The Guns of August by Barbara Tuchman
The horrific cataclysm that was once known as The Great War, now World War I, left scars so deep they are still hardly healed today. It shattered empires and nations, it ripped apart the land, and it left some 17 million people dead and tens of millions with life-changing injuries. The title refers to August 1914, the month in which active hostilities commenced.
1491 by Charles C. Mann
As we all learned in school, Columbus sailed the ocean blue in 1492. But FYI, there was history happening in the Americas before that year. If you want to learn about pre-Columbian history, 1491: New Revelations of the Americas Before Columbus is a good place to start. Charles Mann reveals civilizations far more advanced than most are given credit, a fact caused by the near-complete obliteration of the communities contacted by the European “explorers” of the 16th century. He brings to life the Aztec capital of Tenochtitlan, a city larger than any in Europe at the time the Europeans reached it. He reveals a complex social organization and advanced agricultural prowess. And he is clear-eyed that the many cultures of ancient South, Central, and North America could be every bit as violent as any other civilization that developed elsewhere.
The Crusades by Thomas Asbridge
I have read Thomas Asbridge’s magisterial work, The Crusades, three times, and after each reading I come away with more knowledge of and insight about the years spanning from the late 11th century to the late 13th. (Three times. Seriously.) The single volume book is equally impressive for the amount of doggedly researched information the author packed into it as for its easy readability. Asbridge not only covers all of the major campaigns and battles of the Crusade era, and not only paints vivid portraits of all the major players involved (Richard the Lionheart, Saladin, and the Sultan Baybars being notable examples), he also places the Crusades in context, both elucidating what led up to the many clashes and how their legacy changed the face of the world, with their echoes reverberating even today.

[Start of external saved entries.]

use std::collections::HashMap;

use crate::error::Result;
use crate::models::account::{Account, AccountId};
use crate::models::post::{FeedEntry, PostId, PostRow};
use crate::render::{self, Markup};
use crate::repositories::post as post_repo;
use crate::sql::Sql;
use crate::state::AppState;

/// The page size used when the client supplies none (or a non-positive one).
const DEFAULT_LIMIT: i64 = 10;

/// Client-supplied pagination. Both values are untrusted integers and are
/// always bound as query parameters, never rendered into statement text.
#[derive(Debug, Default, Clone, Copy)]
pub struct FeedOptions {
    pub limit: Option<u32>,
    pub offset: Option<u32>,
}

fn page_window(opts: FeedOptions) -> (i64, i64) {
    let limit = match opts.limit {
        Some(n) if n > 0 => i64::from(n),
        _ => DEFAULT_LIMIT,
    };
    let offset = match opts.offset {
        Some(n) if n > 0 => i64::from(n),
        _ => 0,
    };
    (limit, offset)
}

/// Builds the visibility query: a post is visible iff it is public, or the
/// viewer wrote it, or the viewer follows its author.
///
/// With no viewer the last two disjuncts render as literal `FALSE`. A NULL
/// author satisfies neither comparison (SQL null semantics), so a post nobody
/// authored is only ever visible by being public. The friends slice reaches
/// this function exclusively through [`Account::friends`]; there is no public
/// path that accepts a caller-supplied friend list.
fn visible_posts_sql(
    viewer: Option<AccountId>,
    friends: &[AccountId],
    limit: i64,
    offset: i64,
) -> Sql {
    let is_author = match viewer {
        Some(aid) => Sql::lit("posts.author = ").bind(aid),
        None => Sql::lit("FALSE"),
    };
    let author_followed = if friends.is_empty() {
        Sql::lit("FALSE")
    } else {
        Sql::lit("posts.author IN (")
            .bind_list(friends.to_vec())
            .push(")")
    };

    Sql::lit(
        "SELECT posts.pid, posts.author, posts.body_html, posts.created, \
         accounts.display_name AS author_name, \
         accounts.display_name_html AS author_name_html, \
         accounts.public_url AS author_url \
         FROM posts \
         LEFT JOIN accounts ON posts.author = accounts.aid \
         WHERE posts.public OR (",
    )
    .append(is_author)
    .push(") OR (")
    .append(author_followed)
    .push(") ORDER BY posts.created ASC LIMIT ")
    .bind(limit)
    .push(" OFFSET ")
    .bind(offset)
}

/// Turns raw post rows into feed entries: linkify (best effort), then
/// sanitize (always), then resolve the author's display name.
///
/// A linkify failure is a display concern, not a feed failure: the original
/// body is kept, the failure goes to the log, and sanitization still runs on
/// the fallback.
fn assemble_entries(markup: &dyn Markup, posts: Vec<PostRow>) -> Vec<FeedEntry> {
    posts
        .into_iter()
        .map(|post| {
            let body = match markup.linkify(&post.body_html) {
                Ok(linked) => linked,
                Err(e) => {
                    tracing::warn!(pid = post.pid, "Linkify failed, keeping original body: {}", e);
                    post.body_html.clone()
                }
            };
            FeedEntry {
                pid: post.pid,
                author: post.author,
                author_name: render::display_name(
                    markup,
                    post.author_name.as_deref(),
                    post.author_name_html.as_deref(),
                ),
                author_url: post.author_url,
                body: markup.sanitize(&body),
                created: post.created,
                images: Vec::new(),
            }
        })
        .collect()
}

/// Attaches image URLs to their posts, preserving the image query's row
/// order. Posts with no rows keep an empty list.
fn collate_images(entries: &mut [FeedEntry], image_rows: Vec<(PostId, String)>) {
    let by_pid: HashMap<PostId, usize> = entries
        .iter()
        .enumerate()
        .map(|(i, entry)| (entry.pid, i))
        .collect();
    for (pid, url) in image_rows {
        if let Some(&i) = by_pid.get(&pid) {
            entries[i].images.push(url);
        }
    }
}

/// Fetches the page of posts `viewer` may see, assembled into client-ready
/// feed entries.
///
/// The connection checkout and the (memoized) friend fetch are independent
/// and run concurrently; the image fetch depends on the page's post ids and
/// is sequenced after it.
pub async fn get_visible_posts(
    state: &AppState,
    viewer: Option<&Account>,
    opts: FeedOptions,
) -> Result<Vec<FeedEntry>> {
    let (limit, offset) = page_window(opts);

    let (client, friends) = match viewer {
        Some(account) => {
            let (client, friends) = tokio::join!(state.db.get(), account.friends(&state.db));
            (client?, friends?.to_vec())
        }
        None => (state.db.get().await?, Vec::new()),
    };

    let rows = visible_posts_sql(viewer.map(|a| a.id), &friends, limit, offset)
        .query(&client)
        .await?;
    let posts = rows
        .iter()
        .map(post_repo::row_to_post)
        .collect::<Result<Vec<_>>>()?;

    let mut entries = assemble_entries(state.markup.as_ref(), posts);

    let pids = entries.iter().map(|e| e.pid).collect();
    let image_rows = post_repo::images_for(&client, pids).await?;
    collate_images(&mut entries, image_rows);

    Ok(entries)
}

#[cfg(test)]
mod tests {
    use super::*;
    use crate::error::AppError;
    use crate::render::EscapingMarkup;
    use chrono::{TimeZone, Utc};

    /// A linkifier that always fails, for exercising the fallback path.
    struct BrokenLinkifier;

    impl Markup for BrokenLinkifier {
        fn sanitize(&self, html: &str) -> String {
            EscapingMarkup.sanitize(html)
        }

        fn linkify(&self, _html: &str) -> Result<String> {
            Err(AppError::Internal("linkifier exploded".to_string()))
        }
    }

    fn post(pid: PostId, author: Option<AccountId>, body: &str) -> PostRow {
        PostRow {
            pid,
            author,
            body_html: body.to_string(),
            created: Utc.with_ymd_and_hms(2018, 10, 12, 12, 0, pid as u32).unwrap(),
            author_name: Some("Abe".to_string()),
            author_name_html: None,
            author_url: None,
        }
    }

    #[test]
    fn anonymous_viewer_gets_only_the_public_disjunct() {
        let sql = visible_posts_sql(None, &[], 10, 0);
        let text = sql.text();
        assert!(text.contains("WHERE posts.public OR (FALSE) OR (FALSE)"));
        assert!(text.ends_with("ORDER BY posts.created ASC LIMIT $1 OFFSET $2"));
    }

    #[test]
    fn viewer_and_friends_become_parameters_not_text() {
        let sql = visible_posts_sql(Some(3563), &[3055, 2750], 10, 0);
        let text = sql.text();
        assert!(text.contains("posts.author = $1"));
        assert!(text.contains("posts.author IN ($2, $3)"));
        assert!(!text.contains("3563"));
        assert!(!text.contains("3055"));
    }

    #[test]
    fn a_viewer_with_no_followees_collapses_to_false() {
        let sql = visible_posts_sql(Some(3563), &[], 10, 0);
        assert!(sql.text().contains(") OR (FALSE)"));
    }

    #[test]
    fn pagination_defaults_when_unset_or_non_positive() {
        assert_eq!(page_window(FeedOptions::default()), (10, 0));
        assert_eq!(
            page_window(FeedOptions {
                limit: Some(0),
                offset: Some(0),
            }),
            (10, 0)
        );
        assert_eq!(
            page_window(FeedOptions {
                limit: Some(2),
                offset: Some(1),
            }),
            (2, 1)
        );
    }

    #[test]
    fn sanitization_runs_even_when_linkify_fails() {
        let rows = vec![post(1, Some(2750), "<script>alert(1)</script>Hi")];
        let entries = assemble_entries(&BrokenLinkifier, rows);
        assert_eq!(entries.len(), 1);
        assert!(!entries[0].body.contains("<script>"));
        assert!(entries[0].body.contains("Hi"));
    }

    #[test]
    fn images_collate_in_row_order_and_default_to_empty() {
        let rows = vec![post(1, Some(2750), "a"), post(2, None, "b")];
        let mut entries = assemble_entries(&EscapingMarkup, rows);
        collate_images(
            &mut entries,
            vec![
                (1, "/user-uploads/first.png".to_string()),
                (1, "/user-uploads/second.png".to_string()),
                (9, "/user-uploads/orphan.png".to_string()),
            ],
        );
        assert_eq!(
            entries[0].images,
            vec!["/user-uploads/first.png", "/user-uploads/second.png"]
        );
        assert!(entries[1].images.is_empty());
    }

    #[test]
    fn author_display_name_falls_back_like_account_names() {
        let mut row = post(1, Some(3055), "hello");
        row.author_name = None;
        row.author_name_html = Some("Bee<script>x</script>".to_string());
        let entries = assemble_entries(&EscapingMarkup, vec![row]);
        let name = entries[0].author_name.as_deref().unwrap();
        assert!(name.starts_with("Bee"));
        assert!(!name.contains("<script>"));
    }
}
//! One process invocation, from settings to exit status.

use crate::error::{EngineError, EngineResult};
use crate::error_log::ErrorLog;
use crate::runner::SyncRunner;
use crate::settings::Settings;
use crate::status::ExitStatus;
use ldapsync_delivery::{HttpDelivery, SftpTransfer};
use ldapsync_directory::{DirectoryClient, DirectoryError, DirectorySession, DirectoryStatus};
use ldapsync_types::RunId;
use serde::{Deserialize, Serialize};
use std::fmt;
use tracing::{error, info, info_span, warn, Instrument};

/// What a run does.
#[derive(Debug, Clone, Copy, PartialEq, Eq, Serialize, Deserialize)]
#[serde(rename_all = "kebab-case")]
pub enum Command {
    /// Write the artifact and upload it over SFTP.
    SyncFiles,
    /// Post record pages to the web back ends.
    SyncWeb,
    /// Check that the web back ends answer.
    Probe,
    /// Check that the directory accepts the bind and search base.
    CheckDirectory,
}

impl fmt::Display for Command {
    fn fmt(&self, f: &mut fmt::Formatter<'_>) -> fmt::Result {
        match self {
            Self::SyncFiles => f.write_str("sync-files"),
            Self::SyncWeb => f.write_str("sync-web"),
            Self::Probe => f.write_str("probe"),
            Self::CheckDirectory => f.write_str("check-directory"),
        }
    }
}

/// Runs `command` once and maps the outcome to an exit status.
///
/// Settings are validated first; a rejected configuration touches nothing.
/// Any later failure is logged once and written to an error log in the log
/// directory. The directory session is closed on every path.
pub async fn run(settings: &Settings, command: Command) -> ExitStatus {
    let run_id = RunId::new();
    let span = info_span!("run", run_id = %run_id, command = %command);

    async move {
        if let Err(e) = settings.validate_for(command) {
            error!(error = %e, "Invalid configuration");
            return ExitStatus::ConfigInvalid;
        }

        info!("Run started");
        match execute(settings, command).await {
            Ok(()) => {
                info!("Run finished");
                ExitStatus::Success
            }
            Err(e) => {
                error!(error = %e, "Run failed");
                if let Err(log_err) = ErrorLog::write(&settings.log_dir, run_id, &e) {
                    warn!(error = %log_err, "Could not write error log");
                }
                ExitStatus::PipelineFailed
            }
        }
    }
    .instrument(span)
    .await
}

async fn execute(settings: &Settings, command: Command) -> EngineResult<()> {
    let runner = SyncRunner::new(settings);

    match command {
        Command::SyncFiles => {
            let transfer = SftpTransfer::new(settings.sftp.host_keys.clone(), settings.sftp.timeout());
            let mut session = open_session(settings).await?;
            let result = runner.sync_files(&mut session, &transfer).await;
            close_session(session).await;
            result?.into_result()?;
        }
        Command::SyncWeb => {
            let http = HttpDelivery::new(settings.web.credentials.clone(), &settings.web.http)?;
            let mut session = open_session(settings).await?;
            let result = runner.sync_web(&mut session, &http).await;
            close_session(session).await;
            result?.into_result()?;
        }
        Command::Probe => {
            let http = HttpDelivery::new(settings.web.credentials.clone(), &settings.web.http)?;
            runner.probe(&http).await.into_result()?;
        }
        Command::CheckDirectory => check_directory(settings).await?,
    }
    Ok(())
}

async fn open_session(settings: &Settings) -> EngineResult<DirectorySession> {
    info!(step = "connect directory", url = %settings.directory.url(), "Connect directory");
    let client = DirectoryClient::new(settings.directory.clone())?;
    Ok(client.open().await?)
}

async fn close_session(session: DirectorySession) {
    if let Err(e) = session.close().await {
        warn!(error = %e, "Error closing directory session");
    }
}

async fn check_directory(settings: &Settings) -> EngineResult<()> {
    let config = &settings.directory;
    info!(step = "connect directory", url = %config.url(), "Check directory");
    let client = DirectoryClient::new(config.clone())?;

    let error = match client.status().await {
        DirectoryStatus::Connected => {
            info!(base = %config.search_base, "Directory reachable");
            return Ok(());
        }
        DirectoryStatus::Unreachable { reason } => DirectoryError::Unavailable {
            url: config.url(),
            reason,
        },
        DirectoryStatus::BindFailed { code, message } => DirectoryError::BindFailed {
            bind_dn: config.bind_dn.clone(),
            code,
            message,
        },
        DirectoryStatus::SearchFailed { reason } => DirectoryError::SearchFailed(reason),
    };
    Err(EngineError::Directory(error))
}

A World Lit Only by Fire by William Manchester
In A World Lit Only by Fire: The Medieval Mind and the Renaissance: Portrait of an Age, historian William Manchester humanizes many of our centuries-old forebears, bringing to life those people we know only from paintings wrought in odd profile with expressionless gaze, tapestries faded by the years, or from etched visages staring down sternly at us from stained glass windows. He vilifies those deserving of harsh treatment, illuminating the cruel absurdity of torture and death meted out in the name of religion, the centuries that saw civilization fail to advance, and the savagery of Medieval warfare. The book spans from the collapse of Rome through the Dark Ages and up until the Renaissance.
Guns, Germs, and Steel by Jared Diamond
Guns, Germs, and Steel: The Fate of Human Societies isn’t the history of one particular place, people, or period; it is rather an examination of what happened to a range of peoples in a host of places and times based on agriculture, disease, and other factors, like luck. History happened the way it happened not because one group of people was innately better than any other, but simply because some folks first developed better weapons or learned how to grow more food than the next culture over.
Over the Edge of the World by Laurence Bergreen
In many ways, it’s crazy that Magellan set out to sail around the world in and of itself. It’s nuts the way he died. It’s a shock that a number of his men actually made it back again. Beyond the gripping narrative of the actual journey, an account made possible thanks to a crewman’s journal, Bergreen sets the voyage into the larger story of the Age of Exploration, an era that also, of course, had revealed this so-called New World across the Atlantic.